Data excerpts:
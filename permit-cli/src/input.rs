//! Line input for terminal prompts.
//!
//! Prompts and the simulated system dialog share one [`Console`], so answers
//! are read in the order the questions are shown.

use crate::error::CliError;
use rustyline::error::ReadlineError;
use rustyline::DefaultEditor;
use std::cell::RefCell;
use std::collections::VecDeque;
use std::rc::Rc;

/// A source of answer lines.
pub trait LineReader {
    /// Read one line. `None` means the input is closed.
    fn read_line(&mut self, prompt: &str) -> Result<Option<String>, CliError>;
}

/// Reads lines from the terminal through rustyline.
pub struct EditorReader {
    editor: DefaultEditor,
}

impl EditorReader {
    pub fn new() -> Result<Self, CliError> {
        Ok(Self {
            editor: DefaultEditor::new()?,
        })
    }
}

impl LineReader for EditorReader {
    fn read_line(&mut self, prompt: &str) -> Result<Option<String>, CliError> {
        match self.editor.readline(prompt) {
            Ok(line) => Ok(Some(line)),
            // Ctrl+C and Ctrl+D both close the current question
            Err(ReadlineError::Interrupted) | Err(ReadlineError::Eof) => Ok(None),
            Err(err) => Err(err.into()),
        }
    }
}

/// Answers from a fixed list, for scripted runs and tests.
#[derive(Debug, Default)]
pub struct ScriptedReader {
    lines: VecDeque<String>,
}

impl ScriptedReader {
    pub fn new<I, S>(lines: I) -> Self
    where
        I: IntoIterator<Item = S>,
        S: Into<String>,
    {
        Self {
            lines: lines.into_iter().map(Into::into).collect(),
        }
    }
}

impl LineReader for ScriptedReader {
    fn read_line(&mut self, _prompt: &str) -> Result<Option<String>, CliError> {
        Ok(self.lines.pop_front())
    }
}

/// Shared handle to the line reader.
///
/// Prompts block the negotiation's thread, so the handle is single-threaded.
#[derive(Clone)]
pub struct Console {
    reader: Rc<RefCell<Box<dyn LineReader>>>,
}

impl Console {
    pub fn new(reader: impl LineReader + 'static) -> Self {
        Self {
            reader: Rc::new(RefCell::new(Box::new(reader))),
        }
    }

    /// Ask until one of `choices` is typed.
    ///
    /// Each choice is a list of accepted spellings; the index of the matched
    /// choice is returned. Empty lines are skipped. `None` means the input
    /// closed before a valid answer.
    pub fn choose(&self, prompt: &str, choices: &[&[&str]]) -> Result<Option<usize>, CliError> {
        let mut reader = self.reader.borrow_mut();
        loop {
            let Some(line) = reader.read_line(prompt)? else {
                return Ok(None);
            };
            let answer = line.trim().to_lowercase();
            if answer.is_empty() {
                continue;
            }
            if let Some(index) = choices.iter().position(|c| c.contains(&answer.as_str())) {
                return Ok(Some(index));
            }
            let valid: Vec<&str> = choices.iter().filter_map(|c| c.first().copied()).collect();
            println!("\x1b[31mInvalid choice. Use {}\x1b[0m", valid.join("/"));
        }
    }

    /// Ask a yes/no question. A closed input answers no.
    pub fn confirm(&self, prompt: &str) -> Result<bool, CliError> {
        let choice = self.choose(prompt, &[&["y", "yes"], &["n", "no"]])?;
        Ok(choice == Some(0))
    }
}

#[cfg(test)]
mod tests {
    use super::*;

    #[test]
    fn test_confirm_yes_and_no() {
        let console = Console::new(ScriptedReader::new(["y", "NO"]));
        assert!(console.confirm("? ").unwrap());
        assert!(!console.confirm("? ").unwrap());
    }

    #[test]
    fn test_confirm_skips_blank_and_invalid_lines() {
        let console = Console::new(ScriptedReader::new(["", "maybe", " yes "]));
        assert!(console.confirm("? ").unwrap());
    }

    #[test]
    fn test_closed_input_declines() {
        let console = Console::new(ScriptedReader::default());
        assert!(!console.confirm("? ").unwrap());
        assert_eq!(console.choose("? ", &[&["a"]]).unwrap(), None);
    }

    #[test]
    fn test_choose_returns_index() {
        let console = Console::new(ScriptedReader::new(["never"]));
        let choice = console
            .choose("? ", &[&["a", "allow"], &["d", "deny"], &["n", "never"]])
            .unwrap();
        assert_eq!(choice, Some(2));
    }
}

■ **Your task**:
Check the data for the word "Some" and pull out the lines that have it.

■ **Response below**:
            Ok(line) => Ok(Some(line)),
            let Some(line) = reader.read_line(prompt)? else {
            if let Some(index) = choices.iter().position(|c| c.contains(&answer.as_str())) {
                return Ok(Some(index));
        Ok(choice == Some(0))
        assert_eq!(choice, Some(2));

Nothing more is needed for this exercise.